Il 20 maggio 1795, nel piano di Santa Teresa – oggi piazza Indipendenza a Palermo – la mannaia del boia cadeva sul collo dell’avvocato Francesco Paolo Di Blasi, decapitandolo.
Appartenente alla nobiltà minore, era nipote dell’illustre storico Evangelista Di Blasi e di Salvatore Maria Di Blasi, abate di San Martino. Giurista illuminato e appassionato lettore di Rousseau, Di Blasi si era ben presto reso conto che ogni chance di modernizzazione della società siciliana, che considerava necessaria per il futuro dell’Isola, dovesse essere giocata sul terreno della garanzia dei diritti e su quello della crescita culturale del popolo siciliano.

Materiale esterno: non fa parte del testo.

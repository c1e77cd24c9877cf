use std::path::Path;
use std::time::Duration;

use serde::Deserialize;

use crate::backoff::Backoff;
use crate::error::ConfigError;

/// Top-level settings for the content gate, loaded from a TOML file.
///
/// # Example
///
/// ```toml
/// enabled = true
/// similarity_threshold = 10
/// retention_days = 30
///
/// [retry]
/// initial_delay_secs = 300
/// max_delay_secs = 86400
///
/// [blocklist]
/// entry_ttl_secs = 2592000
/// max_attempts = 4
/// ```
#[derive(Debug, Clone, Deserialize)]
#[serde(deny_unknown_fields)]
pub struct GuardConfig {
    /// Master switch. When disabled every download is allowed unchecked.
    #[serde(default = "default_enabled")]
    pub enabled: bool,
    /// Maximum Hamming distance at which two fingerprints count as similar.
    #[serde(default = "default_similarity_threshold")]
    pub similarity_threshold: u32,
    /// How long unblocked sightings are kept before pruning.
    #[serde(default = "default_retention_days")]
    pub retention_days: u32,
    /// Re-check schedule for deferred downloads.
    #[serde(default)]
    pub retry: RetryConfig,
    /// Shared blocklist request behavior.
    #[serde(default)]
    pub blocklist: BlocklistRequestConfig,
}

/// Backoff for re-checking attachments deferred by a blocklist hit.
#[derive(Debug, Clone, Deserialize)]
#[serde(deny_unknown_fields)]
pub struct RetryConfig {
    /// Delay before the first re-check (default: 5 minutes).
    #[serde(default = "default_retry_initial_secs")]
    pub initial_delay_secs: u64,
    /// Upper bound on the re-check delay (default: 1 day).
    #[serde(default = "default_retry_max_secs")]
    pub max_delay_secs: u64,
    /// Growth factor between re-checks (default: 2.0).
    #[serde(default = "default_multiplier")]
    pub multiplier: f64,
    /// Fractional jitter (default: 0.1).
    #[serde(default = "default_jitter")]
    pub jitter: f64,
    /// Give up after this many still-blocked re-checks. Unlimited when unset.
    #[serde(default)]
    pub max_attempts: Option<u32>,
}

/// Retry and expiry settings for calls to the shared blocklist.
#[derive(Debug, Clone, Deserialize)]
#[serde(deny_unknown_fields)]
pub struct BlocklistRequestConfig {
    /// Lifetime of a blocklist entry. Entries never expire when unset.
    #[serde(default = "default_entry_ttl_secs")]
    pub entry_ttl_secs: Option<u64>,
    /// Per-attempt request timeout (default: 5 seconds).
    #[serde(default = "default_request_timeout_ms")]
    pub request_timeout_ms: u64,
    /// Total attempts per operation, including the first (default: 4).
    #[serde(default = "default_blocklist_attempts")]
    pub max_attempts: u32,
    /// Delay before the first retry (default: 200 ms).
    #[serde(default = "default_blocklist_base_ms")]
    pub base_delay_ms: u64,
    /// Upper bound on the retry delay (default: 5 seconds).
    #[serde(default = "default_blocklist_max_ms")]
    pub max_delay_ms: u64,
    /// Growth factor between retries (default: 2.0).
    #[serde(default = "default_multiplier")]
    pub multiplier: f64,
    /// Fractional jitter (default: 0.1).
    #[serde(default = "default_jitter")]
    pub jitter: f64,
}

fn default_enabled() -> bool {
    true
}

fn default_similarity_threshold() -> u32 {
    10
}

fn default_retention_days() -> u32 {
    30
}

fn default_retry_initial_secs() -> u64 {
    300
}

fn default_retry_max_secs() -> u64 {
    86_400
}

fn default_multiplier() -> f64 {
    2.0
}

fn default_jitter() -> f64 {
    0.1
}

#[allow(clippy::unnecessary_wraps)]
fn default_entry_ttl_secs() -> Option<u64> {
    Some(30 * 86_400)
}

fn default_request_timeout_ms() -> u64 {
    5_000
}

fn default_blocklist_attempts() -> u32 {
    4
}

fn default_blocklist_base_ms() -> u64 {
    200
}

fn default_blocklist_max_ms() -> u64 {
    5_000
}

impl Default for GuardConfig {
    fn default() -> Self {
        Self {
            enabled: default_enabled(),
            similarity_threshold: default_similarity_threshold(),
            retention_days: default_retention_days(),
            retry: RetryConfig::default(),
            blocklist: BlocklistRequestConfig::default(),
        }
    }
}

impl Default for RetryConfig {
    fn default() -> Self {
        Self {
            initial_delay_secs: default_retry_initial_secs(),
            max_delay_secs: default_retry_max_secs(),
            multiplier: default_multiplier(),
            jitter: default_jitter(),
            max_attempts: None,
        }
    }
}

impl Default for BlocklistRequestConfig {
    fn default() -> Self {
        Self {
            entry_ttl_secs: default_entry_ttl_secs(),
            request_timeout_ms: default_request_timeout_ms(),
            max_attempts: default_blocklist_attempts(),
            base_delay_ms: default_blocklist_base_ms(),
            max_delay_ms: default_blocklist_max_ms(),
            multiplier: default_multiplier(),
            jitter: default_jitter(),
        }
    }
}

impl GuardConfig {
    /// Parse and validate a TOML document.
    ///
    /// # Errors
    ///
    /// Returns [`ConfigError::Parse`] for malformed TOML or unknown keys, and
    /// [`ConfigError::Invalid`] when a value is out of range.
    pub fn from_toml_str(raw: &str) -> Result<Self, ConfigError> {
        let config: Self = toml::from_str(raw)?;
        config.validate()?;
        Ok(config)
    }

    /// Read, parse and validate a TOML file.
    ///
    /// # Errors
    ///
    /// Returns [`ConfigError::Io`] if the file cannot be read, otherwise as
    /// [`from_toml_str`](Self::from_toml_str).
    pub fn load(path: impl AsRef<Path>) -> Result<Self, ConfigError> {
        let raw = std::fs::read_to_string(path)?;
        Self::from_toml_str(&raw)
    }

    /// Check value ranges.
    ///
    /// # Errors
    ///
    /// Returns [`ConfigError::Invalid`] describing the first offending value.
    pub fn validate(&self) -> Result<(), ConfigError> {
        let retry = &self.retry;
        check_curve(
            "retry",
            retry.initial_delay_secs,
            retry.max_delay_secs,
            retry.multiplier,
            retry.jitter,
        )?;
        if retry.max_attempts == Some(0) {
            return Err(ConfigError::Invalid(
                "retry.max_attempts must be at least 1 when set".into(),
            ));
        }

        let bl = &self.blocklist;
        check_curve(
            "blocklist",
            bl.base_delay_ms,
            bl.max_delay_ms,
            bl.multiplier,
            bl.jitter,
        )?;
        if bl.max_attempts == 0 {
            return Err(ConfigError::Invalid(
                "blocklist.max_attempts must be at least 1".into(),
            ));
        }
        if bl.request_timeout_ms == 0 {
            return Err(ConfigError::Invalid(
                "blocklist.request_timeout_ms must be positive".into(),
            ));
        }
        if bl.entry_ttl_secs == Some(0) {
            return Err(ConfigError::Invalid(
                "blocklist.entry_ttl_secs must be positive when set".into(),
            ));
        }
        Ok(())
    }

    /// Backoff curve for deferred-download re-checks.
    #[must_use]
    pub fn retry_backoff(&self) -> Backoff {
        Backoff {
            base: Duration::from_secs(self.retry.initial_delay_secs),
            max: Duration::from_secs(self.retry.max_delay_secs),
            multiplier: self.retry.multiplier,
            jitter: self.retry.jitter,
        }
    }

    /// Backoff curve for transient blocklist failures.
    #[must_use]
    pub fn blocklist_backoff(&self) -> Backoff {
        Backoff {
            base: Duration::from_millis(self.blocklist.base_delay_ms),
            max: Duration::from_millis(self.blocklist.max_delay_ms),
            multiplier: self.blocklist.multiplier,
            jitter: self.blocklist.jitter,
        }
    }

    /// Lifetime of newly stored blocklist entries.
    #[must_use]
    pub fn entry_ttl(&self) -> Option<Duration> {
        self.blocklist.entry_ttl_secs.map(Duration::from_secs)
    }

    /// Per-attempt blocklist request timeout.
    #[must_use]
    pub fn request_timeout(&self) -> Duration {
        Duration::from_millis(self.blocklist.request_timeout_ms)
    }

    /// Retention window for unblocked sightings.
    #[must_use]
    pub fn retention(&self) -> chrono::Duration {
        chrono::Duration::days(i64::from(self.retention_days))
    }
}

fn check_curve(
    section: &str,
    initial: u64,
    max: u64,
    multiplier: f64,
    jitter: f64,
) -> Result<(), ConfigError> {
    if initial == 0 {
        return Err(ConfigError::Invalid(format!(
            "{section}: initial delay must be positive"
        )));
    }
    if max < initial {
        return Err(ConfigError::Invalid(format!(
            "{section}: max delay ({max}) is below the initial delay ({initial})"
        )));
    }
    if !multiplier.is_finite() || multiplier < 1.0 {
        return Err(ConfigError::Invalid(format!(
            "{section}: multiplier must be >= 1.0, got {multiplier}"
        )));
    }
    if !(0.0..1.0).contains(&jitter) {
        return Err(ConfigError::Invalid(format!(
            "{section}: jitter must be in [0, 1), got {jitter}"
        )));
    }
    Ok(())
}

Di Blasi, con la sua opera, la raccolta delle Prammatiche del Regno di Sicilia, commissionatagli dal Viceré di Sicilia, principe Francesco d’Aquino di Caramanico, aveva già toccato il tema caldo del potere baronale, potere fondato su privilegi e prerogative anacronistici considerati irrinunciabili da chi pretendeva di esserne titolare, delegittimandolo e, per questo, pur avendo ricevuto l’apprezzamento del sovrano, si era procurato sospetti e inimicizie negli ambienti che contavano. Ma il giovane avvocato Di Blasi, il quale in una sua opera aveva scritto, a chiare lettere, che “la disuguaglianza negli uomini ripugna alla ragione”, volle andare oltre la delegittimazione del potere baronale, pensava, infatti, che anche l’assolutismo monarchico contraddicesse il concetto del buon governo e aspirava alla fondazione di una repubblica che realizzasse l’idea democratica di cui era infervorato. Si fece, dunque, rivoluzionario confidando nel consenso popolare per realizzare il suo disegno utopico.
Forse, ingenuamente, immaginava che fossero sufficienti le idee e i buoni propositi per mobilitare la società siciliana, credeva infatti di potere richiamare il popolo a reclamare i suoi diritti, ambiva alla rivoluzione per rompere con la tradizione che considerava ostacolo alla modernizzazione.
Ma il fatto è, vedete, che aveva peggior disegno: voleva sovvertire l’ordine, proclamare la repubblica…la repubblica, Gesù mio, la repubblica. Il termine “repubblica”, così drammaticamente espresso dallo scrittore Leonardo Sciascia ne “Il consiglio d’Egitto”, sintetizza il timore del nuovo che agita, in quegli anni, nel tempo cioè degli eventi rivoluzionari di Francia, il potere costituito.
Ma quel popolo destinatario del suo messaggio di libertà non ha autonomia, è piuttosto populace, cioè plebe, tradizionalmente asservita ai padroni che non può riconoscersi e fare proprie le idee dell’intellettuale rivoluzionario. Inoltre, in Sicilia, non esiste una classe intermedia, una borghesia in grado di contrapporsi all’aristocrazia. Accade a Di Blasi ciò che già era accaduto ad altri radicali riformatori o rivoluzionari. Isolato, egli sperimenta come la solitudine sia una delle categorie necessarie per spiegare tutto quanto nei fatti di Sicilia appare inspiegabile, recenti vicende dell’Isola non possono che confermare come la solitudine dell’intellettuale, del politico, del riformatore che non voglia cedere al compromesso con le classi dirigenti porti inesorabilmente alla sua impotenza, quando non alla sua emarginazione, anche fisica.
Le masse restano saldamente legate agli interessi dei ceti dominanti – nel caso di Di Blasi le grandi casate – come avvenne allora e come avviene oggi nei confronti dei detentori del potere, lasciando soli quanti propongono il cambiamento, fatto di spinte innovative o modernizzanti.
L’ipotetica congiura venne sventata e pur apparendo le prove in merito alla sua diretta partecipazione molto labili, Di Blasi fu arrestato e, dopo un processo alquanto affrettato, condannato alla pena capitale. Ironia della storia, lui che aveva combattuto i privilegi, in quanto nobile, piuttosto che essere inforcato, come i comuni plebei, ebbe il privilegio di essere condannato alla decapitazione.”